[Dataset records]

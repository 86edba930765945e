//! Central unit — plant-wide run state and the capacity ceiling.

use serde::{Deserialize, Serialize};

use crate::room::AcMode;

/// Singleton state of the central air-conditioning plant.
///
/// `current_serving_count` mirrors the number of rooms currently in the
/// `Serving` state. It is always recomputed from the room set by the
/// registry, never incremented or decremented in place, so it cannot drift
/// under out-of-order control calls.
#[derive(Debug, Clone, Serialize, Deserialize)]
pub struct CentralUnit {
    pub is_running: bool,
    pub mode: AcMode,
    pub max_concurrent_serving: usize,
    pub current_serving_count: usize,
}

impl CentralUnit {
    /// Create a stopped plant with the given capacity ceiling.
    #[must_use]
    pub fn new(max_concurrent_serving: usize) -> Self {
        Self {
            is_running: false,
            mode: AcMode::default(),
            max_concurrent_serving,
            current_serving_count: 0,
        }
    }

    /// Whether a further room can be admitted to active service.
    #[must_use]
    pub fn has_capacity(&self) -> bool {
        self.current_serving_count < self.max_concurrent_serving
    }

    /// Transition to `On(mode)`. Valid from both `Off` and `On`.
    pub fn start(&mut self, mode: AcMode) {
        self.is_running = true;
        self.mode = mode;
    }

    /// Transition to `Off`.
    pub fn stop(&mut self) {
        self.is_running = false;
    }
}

## Task instructions
Please report the number of lines in the data that include "plant", with no other words.

## Solution
3